Все относились к этому занятию чрезвычайно серьезно. Никто не разговаривал, не улыбался и не смеялся. Курильщики сидели, не глядя на других, с бесстрастным скучающим выражением, какое бывает у людей, поднимающихся в лифте на сорок седьмой этаж в компании незнакомцев.
Наконец, Фарид убрал кальян в сторону и принялся вычищать чашку, наполненную пеплом.
– А теперь, Лин, – сказал Кадербхай, поощрительно улыбаясь, – вы, как наш гость, должны предложить тему для дискуссии. Это тоже наш обычай. Как правило, мы выбираем какую-нибудь религиозную тему, но это не обязательно. О чем вы хотели бы поговорить?
– …П-поговорить? – пробормотал я, пытаясь вытряхнуть из головы застрявший там рисунок ковра у меня под ногами, который мешал мне нормально видеть окружающее.
– Да, Лин. Предложите тему для разговора. Ну, например, жизнь и смерть, любовь и ненависть, преданность и предательство, – объяснил Абдул Гани. Он расслабленно помахивал своей полной рукой, изображая в воздухе соответствующие антонимические пары. – У нас здесь нечто вроде дискуссионного клуба. Мы встречаемся по крайней мере раз в месяц, и, покончив с деловыми и личными вопросами, беседуем на всякие философские и тому подобные темы. Так мы развлекаемся. А сегодня у нас в гостях англичанин, и он должен дать нам тему для дискуссии на английском языке.
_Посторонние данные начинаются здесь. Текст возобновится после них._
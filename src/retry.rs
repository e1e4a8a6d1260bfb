//! Bounded retries with exponential backoff around a single fetch.
//!
//! Each attempt runs under the per-attempt timeout and every delay is capped
//! at `max_delay`, so one poll can never take longer than
//! [`RetryPolicy::worst_case`].

use std::future::Future;
use std::time::Duration;

use rand::Rng;
use tracing::{debug, warn};

use crate::config::ServiceConfig;
use crate::error::FetchError;

#[derive(Debug, Clone, PartialEq, Eq)]
pub struct RetryPolicy {
    pub max_attempts: u32,
    pub rate_limit_attempts: u32,
    pub base_delay: Duration,
    pub max_delay: Duration,
    pub jitter: bool,
    pub attempt_timeout: Duration,
}

impl RetryPolicy {
    pub fn from_config(config: &ServiceConfig) -> Self {
        let retry = &config.retry;
        Self {
            max_attempts: retry.max_attempts.max(1),
            rate_limit_attempts: retry.rate_limit_attempts.max(1),
            base_delay: Duration::from_millis(retry.base_delay_ms),
            max_delay: Duration::from_millis(retry.max_delay_ms),
            jitter: retry.jitter,
            attempt_timeout: config.request_timeout(),
        }
    }

    /// Upper bound on the wall-clock time of [`RetryPolicy::run`].
    pub fn worst_case(&self) -> Duration {
        let attempts = self.max_attempts.max(1);
        self.attempt_timeout
            .saturating_mul(attempts)
            .saturating_add(self.max_delay.saturating_mul(attempts - 1))
    }

    /// Delay before retry number `retry` (0 for the first retry).
    ///
    /// `base * 2^retry`, capped at `max_delay`, then scaled into
    /// `[0.5, 1.0]` of itself when jitter is on.
    pub fn backoff_delay(&self, retry: u32) -> Duration {
        let exponential = self
            .base_delay
            .saturating_mul(2u32.saturating_pow(retry))
            .min(self.max_delay);
        if self.jitter {
            exponential.mul_f64(rand::rng().random_range(0.5..=1.0))
        } else {
            exponential
        }
    }

    fn rate_limit_delay(&self, hint: Option<Duration>, retry: u32) -> Duration {
        match hint {
            Some(hint) => hint.min(self.max_delay),
            None => self.backoff_delay(retry),
        }
    }

    /// Runs `op` until it succeeds, fails with a non-retryable error, or the
    /// attempt budgets are spent. `op` receives the 1-based attempt number.
    pub async fn run<T, F, Fut>(&self, mut op: F) -> Result<T, FetchError>
    where
        F: FnMut(u32) -> Fut,
        Fut: Future<Output = Result<T, FetchError>>,
    {
        let mut rate_limited = 0u32;
        let mut attempt = 0u32;

        loop {
            attempt += 1;
            let result = match tokio::time::timeout(self.attempt_timeout, op(attempt)).await {
                Ok(result) => result,
                Err(_) => Err(FetchError::Timeout),
            };

            let err = match result {
                Ok(value) => {
                    if attempt > 1 {
                        debug!(attempt, "Request succeeded after retry");
                    }
                    return Ok(value);
                }
                Err(err) => err,
            };

            if !err.is_retryable() {
                debug!(attempt, error = %err, "Not retrying");
                return Err(err);
            }
            if attempt >= self.max_attempts {
                warn!(attempt, error = %err, "Retries exhausted");
                return Err(err);
            }

            let delay = match &err {
                FetchError::RateLimited { retry_after } => {
                    rate_limited += 1;
                    if rate_limited >= self.rate_limit_attempts {
                        warn!(attempt, rate_limited, "Rate limit retry budget exhausted");
                        return Err(err);
                    }
                    self.rate_limit_delay(*retry_after, attempt - 1)
                }
                _ => self.backoff_delay(attempt - 1),
            };

            warn!(
                attempt,
                max_attempts = self.max_attempts,
                delay_ms = delay.as_millis() as u64,
                error = %err,
                "Attempt failed, backing off"
            );
            tokio::time::sleep(delay).await;
        }
    }
}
– Я, вообще-то, не англичанин.
– Не англичанин? А кто же? – потребовал Маджид. Из нахмуренной складки между его бровями на меня таращилось тяжелое подозрение.
Это был хороший вопрос. Согласно фальшивому паспорту, спрятанному в моем рюкзаке в трущобах, я был гражданином Новой Зеландии. На визитных карточках у меня в кармане было написано, что я Гилберт Паркер из Соединенных Штатов Америки. Крестьяне деревни Сундер сделали из меня индийца Шантарама. В трущобах меня звали Линбабой. А у себя на родине я был известен как лицо на фотографии, помещенной под шапкой «Разыскивается». «Но могу ли я теперь считать Австралию моей родиной? – спросил я себя. – И есть ли у меня родина вообще?»
И, задав себе этот вопрос, я понял, что уже знаю ответ. Если родина – это страна, которую мы любим всем сердцем, то моей родиной была Индия. Но для нее я был таким же перемещенным лицом, не имеющим подданства, как и тысячи афганцев, персов и других людей, которые бежали в эту страну и сожгли за собой мосты, одним из тех изгнанников, которые в надежде на будущее закопали свое прошлое в почве собственной жизни.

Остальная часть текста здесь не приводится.